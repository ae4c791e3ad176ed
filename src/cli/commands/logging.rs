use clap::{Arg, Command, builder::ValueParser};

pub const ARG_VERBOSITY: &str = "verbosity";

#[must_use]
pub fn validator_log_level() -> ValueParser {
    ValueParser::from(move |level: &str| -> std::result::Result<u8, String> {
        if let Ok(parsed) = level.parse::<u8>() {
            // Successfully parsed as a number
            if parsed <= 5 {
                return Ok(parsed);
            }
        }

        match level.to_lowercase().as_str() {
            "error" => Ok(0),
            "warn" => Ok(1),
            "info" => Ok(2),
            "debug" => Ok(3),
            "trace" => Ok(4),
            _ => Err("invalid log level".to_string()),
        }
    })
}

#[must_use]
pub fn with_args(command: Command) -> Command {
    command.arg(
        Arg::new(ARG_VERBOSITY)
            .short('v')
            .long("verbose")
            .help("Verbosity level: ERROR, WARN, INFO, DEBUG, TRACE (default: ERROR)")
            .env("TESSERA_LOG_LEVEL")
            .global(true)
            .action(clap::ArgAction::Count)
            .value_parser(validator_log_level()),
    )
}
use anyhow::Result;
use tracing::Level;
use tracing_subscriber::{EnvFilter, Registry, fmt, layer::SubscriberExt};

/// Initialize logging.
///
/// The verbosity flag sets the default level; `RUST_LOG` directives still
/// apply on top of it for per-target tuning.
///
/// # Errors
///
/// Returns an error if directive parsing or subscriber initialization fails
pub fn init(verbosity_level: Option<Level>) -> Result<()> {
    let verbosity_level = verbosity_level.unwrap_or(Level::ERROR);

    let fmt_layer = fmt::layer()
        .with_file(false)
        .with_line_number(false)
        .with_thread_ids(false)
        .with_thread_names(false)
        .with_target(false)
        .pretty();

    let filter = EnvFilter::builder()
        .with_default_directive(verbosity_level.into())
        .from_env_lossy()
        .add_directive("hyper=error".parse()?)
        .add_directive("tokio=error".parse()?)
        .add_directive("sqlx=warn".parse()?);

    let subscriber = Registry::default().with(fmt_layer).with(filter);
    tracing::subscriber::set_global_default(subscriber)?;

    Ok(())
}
──────
▶ **Directions for this task**
Using the entries above, please restate each one word for word.

▶ **Response to this exercise**
repository ae4c791e3ad176ed
filename src/cli/commands/logging.rs
use clap::{Arg, Command, builder::ValueParser};

pub const ARG_VERBOSITY: &str = "verbosity";

#[must_use]
pub fn validator_log_level() -> ValueParser {
    ValueParser::from(move |level: &str| -> std::result::Result<u8, String> {
        if let Ok(parsed) = level.parse::<u8>() {
            // Successfully parsed as a number
            if parsed <= 5 {
                return Ok(parsed);
            }
        }

        match level.to_lowercase().as_str() {
            "error" => Ok(0),
            "warn" => Ok(1),
            "info" => Ok(2),
            "debug" => Ok(3),
            "trace" => Ok(4),
            _ => Err("invalid log level".to_string()),
        }
    })
}

#[must_use]
pub fn with_args(command: Command) -> Command {
    command.arg(
        Arg::new(ARG_VERBOSITY)
            .short('v')
            .long("verbose")
            .help("Verbosity level: ERROR, WARN, INFO, DEBUG, TRACE (default: ERROR)")
            .env("TESSERA_LOG_LEVEL")
            .global(true)
            .action(clap::ArgAction::Count)
            .value_parser(validator_log_level()),
    )
}
use anyhow::Result;
use tracing::Level;
use tracing_subscriber::{EnvFilter, Registry, fmt, layer::SubscriberExt};

/// Initialize logging.
///
/// The verbosity flag sets the default level; `RUST_LOG` directives still
/// apply on top of it for per-target tuning.
///
/// # Errors
///
/// Returns an error if directive parsing or subscriber initialization fails
pub fn init(verbosity_level: Option<Level>) -> Result<()> {
    let verbosity_level = verbosity_level.unwrap_or(Level::ERROR);

    let fmt_layer = fmt::layer()
        .with_file(false)
        .with_line_number(false)
        .with_thread_ids(false)
        .with_thread_names(false)
        .with_target(false)
        .pretty();

    let filter = EnvFilter::builder()
        .with_default_directive(verbosity_level.into())
        .from_env_lossy()
        .add_directive("hyper=error".parse()?)
        .add_directive("tokio=error".parse()?)
        .add_directive("sqlx=warn".parse()?);

    let subscriber = Registry::default().with(fmt_layer).with(filter);
    tracing::subscriber::set_global_default(subscriber)?;

    Ok(())
}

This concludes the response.